Records shown Start Marker

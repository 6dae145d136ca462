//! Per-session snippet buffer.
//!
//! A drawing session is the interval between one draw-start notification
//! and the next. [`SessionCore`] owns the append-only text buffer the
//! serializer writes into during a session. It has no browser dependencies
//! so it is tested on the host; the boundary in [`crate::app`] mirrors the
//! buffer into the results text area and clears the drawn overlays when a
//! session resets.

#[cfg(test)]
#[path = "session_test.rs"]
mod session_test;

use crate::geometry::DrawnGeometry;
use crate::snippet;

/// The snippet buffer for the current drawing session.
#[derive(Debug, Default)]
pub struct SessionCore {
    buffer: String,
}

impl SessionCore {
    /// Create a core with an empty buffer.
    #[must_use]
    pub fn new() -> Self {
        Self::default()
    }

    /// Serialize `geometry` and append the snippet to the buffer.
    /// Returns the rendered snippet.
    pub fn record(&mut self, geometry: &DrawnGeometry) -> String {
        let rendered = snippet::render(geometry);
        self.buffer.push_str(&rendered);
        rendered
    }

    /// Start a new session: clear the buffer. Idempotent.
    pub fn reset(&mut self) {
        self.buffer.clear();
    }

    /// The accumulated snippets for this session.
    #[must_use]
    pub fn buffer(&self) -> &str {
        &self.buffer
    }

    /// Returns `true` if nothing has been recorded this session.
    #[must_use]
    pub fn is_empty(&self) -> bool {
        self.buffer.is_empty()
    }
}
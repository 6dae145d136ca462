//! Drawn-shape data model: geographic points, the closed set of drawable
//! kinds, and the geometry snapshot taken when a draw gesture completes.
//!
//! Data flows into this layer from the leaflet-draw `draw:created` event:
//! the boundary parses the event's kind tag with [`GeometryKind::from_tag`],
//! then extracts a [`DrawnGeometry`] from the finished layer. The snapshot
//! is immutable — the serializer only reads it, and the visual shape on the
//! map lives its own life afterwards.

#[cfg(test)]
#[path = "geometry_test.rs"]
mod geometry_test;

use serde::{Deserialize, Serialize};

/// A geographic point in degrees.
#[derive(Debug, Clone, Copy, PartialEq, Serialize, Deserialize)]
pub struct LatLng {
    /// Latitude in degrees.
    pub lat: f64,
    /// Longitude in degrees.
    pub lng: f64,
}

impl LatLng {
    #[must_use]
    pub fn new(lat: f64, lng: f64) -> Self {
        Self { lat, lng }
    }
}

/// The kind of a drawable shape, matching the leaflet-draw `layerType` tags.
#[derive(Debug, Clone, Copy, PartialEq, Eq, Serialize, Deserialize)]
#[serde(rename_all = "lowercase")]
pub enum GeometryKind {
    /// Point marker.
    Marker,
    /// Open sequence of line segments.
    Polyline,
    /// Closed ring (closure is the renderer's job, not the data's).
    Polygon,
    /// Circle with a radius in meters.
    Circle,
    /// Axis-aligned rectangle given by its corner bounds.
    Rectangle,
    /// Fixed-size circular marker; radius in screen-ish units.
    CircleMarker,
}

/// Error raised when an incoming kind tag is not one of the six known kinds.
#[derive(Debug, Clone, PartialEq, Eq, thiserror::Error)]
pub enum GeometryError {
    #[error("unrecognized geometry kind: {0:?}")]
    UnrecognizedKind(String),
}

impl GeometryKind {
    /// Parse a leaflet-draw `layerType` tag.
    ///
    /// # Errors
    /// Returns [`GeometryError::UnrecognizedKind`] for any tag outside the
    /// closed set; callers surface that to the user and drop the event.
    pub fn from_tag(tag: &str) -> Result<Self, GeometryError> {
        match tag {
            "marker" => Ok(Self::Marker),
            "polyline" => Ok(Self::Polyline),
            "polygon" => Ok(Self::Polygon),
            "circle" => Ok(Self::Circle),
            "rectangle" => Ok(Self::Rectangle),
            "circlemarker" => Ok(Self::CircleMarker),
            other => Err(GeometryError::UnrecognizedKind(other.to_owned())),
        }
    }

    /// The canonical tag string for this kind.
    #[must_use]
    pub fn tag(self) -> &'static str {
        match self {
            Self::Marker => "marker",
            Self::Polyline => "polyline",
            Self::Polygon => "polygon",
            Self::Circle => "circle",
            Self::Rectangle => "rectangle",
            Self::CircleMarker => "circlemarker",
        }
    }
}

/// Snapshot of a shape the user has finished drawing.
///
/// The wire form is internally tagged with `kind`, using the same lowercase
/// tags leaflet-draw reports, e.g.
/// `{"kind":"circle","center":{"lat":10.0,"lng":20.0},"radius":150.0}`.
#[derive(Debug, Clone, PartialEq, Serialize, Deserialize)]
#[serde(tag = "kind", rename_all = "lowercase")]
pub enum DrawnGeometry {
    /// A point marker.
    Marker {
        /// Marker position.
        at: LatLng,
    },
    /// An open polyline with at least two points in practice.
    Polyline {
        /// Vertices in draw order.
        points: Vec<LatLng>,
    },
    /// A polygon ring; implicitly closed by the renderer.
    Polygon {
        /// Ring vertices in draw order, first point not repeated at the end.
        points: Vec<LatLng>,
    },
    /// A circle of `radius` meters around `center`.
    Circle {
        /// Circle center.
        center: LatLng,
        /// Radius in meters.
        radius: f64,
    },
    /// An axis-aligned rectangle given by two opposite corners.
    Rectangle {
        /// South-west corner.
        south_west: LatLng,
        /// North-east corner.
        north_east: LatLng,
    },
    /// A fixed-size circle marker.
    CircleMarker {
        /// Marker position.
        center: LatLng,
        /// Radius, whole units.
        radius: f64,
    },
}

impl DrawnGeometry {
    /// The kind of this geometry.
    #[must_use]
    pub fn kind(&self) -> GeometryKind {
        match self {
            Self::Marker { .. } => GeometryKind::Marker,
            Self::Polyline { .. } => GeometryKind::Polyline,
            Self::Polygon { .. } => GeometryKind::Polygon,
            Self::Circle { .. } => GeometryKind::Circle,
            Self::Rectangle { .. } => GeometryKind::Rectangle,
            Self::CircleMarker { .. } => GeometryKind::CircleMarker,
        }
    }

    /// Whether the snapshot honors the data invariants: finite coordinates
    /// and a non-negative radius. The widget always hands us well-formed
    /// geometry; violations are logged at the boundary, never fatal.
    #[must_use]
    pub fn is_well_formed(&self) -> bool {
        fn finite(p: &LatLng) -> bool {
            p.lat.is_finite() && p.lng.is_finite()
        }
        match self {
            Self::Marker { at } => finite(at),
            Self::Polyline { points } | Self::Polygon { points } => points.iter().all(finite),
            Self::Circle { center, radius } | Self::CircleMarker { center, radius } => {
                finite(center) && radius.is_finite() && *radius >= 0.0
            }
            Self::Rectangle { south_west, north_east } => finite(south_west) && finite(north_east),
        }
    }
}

Records shown End Marker
Records shown Start Marker

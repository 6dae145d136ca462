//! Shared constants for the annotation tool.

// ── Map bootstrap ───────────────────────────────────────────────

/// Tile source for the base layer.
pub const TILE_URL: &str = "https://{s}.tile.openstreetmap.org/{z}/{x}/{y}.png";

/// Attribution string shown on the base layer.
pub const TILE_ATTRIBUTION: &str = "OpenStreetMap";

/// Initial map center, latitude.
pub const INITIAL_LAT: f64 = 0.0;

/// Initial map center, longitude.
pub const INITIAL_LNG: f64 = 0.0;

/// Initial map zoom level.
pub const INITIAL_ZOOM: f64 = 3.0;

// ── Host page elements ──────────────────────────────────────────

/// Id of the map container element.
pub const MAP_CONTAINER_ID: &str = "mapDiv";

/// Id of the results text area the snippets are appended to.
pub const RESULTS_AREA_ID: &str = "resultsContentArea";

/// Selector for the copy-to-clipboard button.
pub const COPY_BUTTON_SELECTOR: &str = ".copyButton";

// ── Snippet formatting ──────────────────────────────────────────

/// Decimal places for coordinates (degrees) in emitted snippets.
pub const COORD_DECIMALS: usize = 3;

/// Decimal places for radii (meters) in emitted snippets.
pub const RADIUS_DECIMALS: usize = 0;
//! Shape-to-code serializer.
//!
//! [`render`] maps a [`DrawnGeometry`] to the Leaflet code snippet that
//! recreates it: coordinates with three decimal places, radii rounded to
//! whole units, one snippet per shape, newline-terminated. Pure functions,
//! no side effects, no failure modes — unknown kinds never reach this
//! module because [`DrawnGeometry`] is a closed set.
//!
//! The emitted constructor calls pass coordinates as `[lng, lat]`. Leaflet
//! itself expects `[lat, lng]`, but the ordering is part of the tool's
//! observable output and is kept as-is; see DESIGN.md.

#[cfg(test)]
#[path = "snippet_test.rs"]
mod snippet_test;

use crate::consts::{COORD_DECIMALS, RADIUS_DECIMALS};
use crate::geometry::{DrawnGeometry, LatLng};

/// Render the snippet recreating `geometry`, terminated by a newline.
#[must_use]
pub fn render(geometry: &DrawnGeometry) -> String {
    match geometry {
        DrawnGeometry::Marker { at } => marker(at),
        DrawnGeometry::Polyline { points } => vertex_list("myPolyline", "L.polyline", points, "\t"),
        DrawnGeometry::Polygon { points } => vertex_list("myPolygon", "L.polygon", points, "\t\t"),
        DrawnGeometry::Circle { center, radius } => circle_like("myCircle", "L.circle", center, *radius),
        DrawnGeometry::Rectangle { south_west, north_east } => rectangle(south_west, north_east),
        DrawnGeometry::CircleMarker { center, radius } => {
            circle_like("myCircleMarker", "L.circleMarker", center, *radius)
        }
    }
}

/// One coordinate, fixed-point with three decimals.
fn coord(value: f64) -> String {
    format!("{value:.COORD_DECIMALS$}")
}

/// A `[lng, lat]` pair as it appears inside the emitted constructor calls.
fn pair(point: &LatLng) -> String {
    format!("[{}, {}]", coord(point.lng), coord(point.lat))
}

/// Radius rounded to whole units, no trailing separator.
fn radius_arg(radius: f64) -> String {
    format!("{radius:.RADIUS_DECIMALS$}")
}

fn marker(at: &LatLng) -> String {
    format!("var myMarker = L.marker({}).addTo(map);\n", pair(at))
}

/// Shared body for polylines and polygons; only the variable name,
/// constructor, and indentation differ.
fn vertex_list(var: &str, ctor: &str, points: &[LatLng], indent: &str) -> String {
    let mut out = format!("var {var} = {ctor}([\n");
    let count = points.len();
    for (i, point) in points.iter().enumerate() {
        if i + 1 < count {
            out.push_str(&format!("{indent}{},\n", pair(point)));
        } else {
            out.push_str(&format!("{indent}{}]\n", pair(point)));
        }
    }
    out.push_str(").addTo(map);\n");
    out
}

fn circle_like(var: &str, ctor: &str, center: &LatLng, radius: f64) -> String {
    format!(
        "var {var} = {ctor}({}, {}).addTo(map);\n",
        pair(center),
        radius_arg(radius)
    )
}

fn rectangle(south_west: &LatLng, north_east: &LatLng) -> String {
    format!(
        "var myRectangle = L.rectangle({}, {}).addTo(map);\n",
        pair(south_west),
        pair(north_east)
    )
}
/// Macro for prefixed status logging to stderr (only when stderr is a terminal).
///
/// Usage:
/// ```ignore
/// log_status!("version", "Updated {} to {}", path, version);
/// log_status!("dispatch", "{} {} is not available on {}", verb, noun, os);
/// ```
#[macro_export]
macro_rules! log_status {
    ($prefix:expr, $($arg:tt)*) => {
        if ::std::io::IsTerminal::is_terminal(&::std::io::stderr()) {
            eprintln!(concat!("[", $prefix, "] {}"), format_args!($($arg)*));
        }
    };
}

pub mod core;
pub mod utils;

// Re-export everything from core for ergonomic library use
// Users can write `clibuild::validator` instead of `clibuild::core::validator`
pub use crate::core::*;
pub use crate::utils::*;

Records shown End Marker

■ Assigned task: Search the entries for the word "newline", then list each line that holds it.

■ Answer space:
//! whole units, one snippet per shape, newline-terminated. Pure functions,
/// Render the snippet recreating `geometry`, terminated by a newline.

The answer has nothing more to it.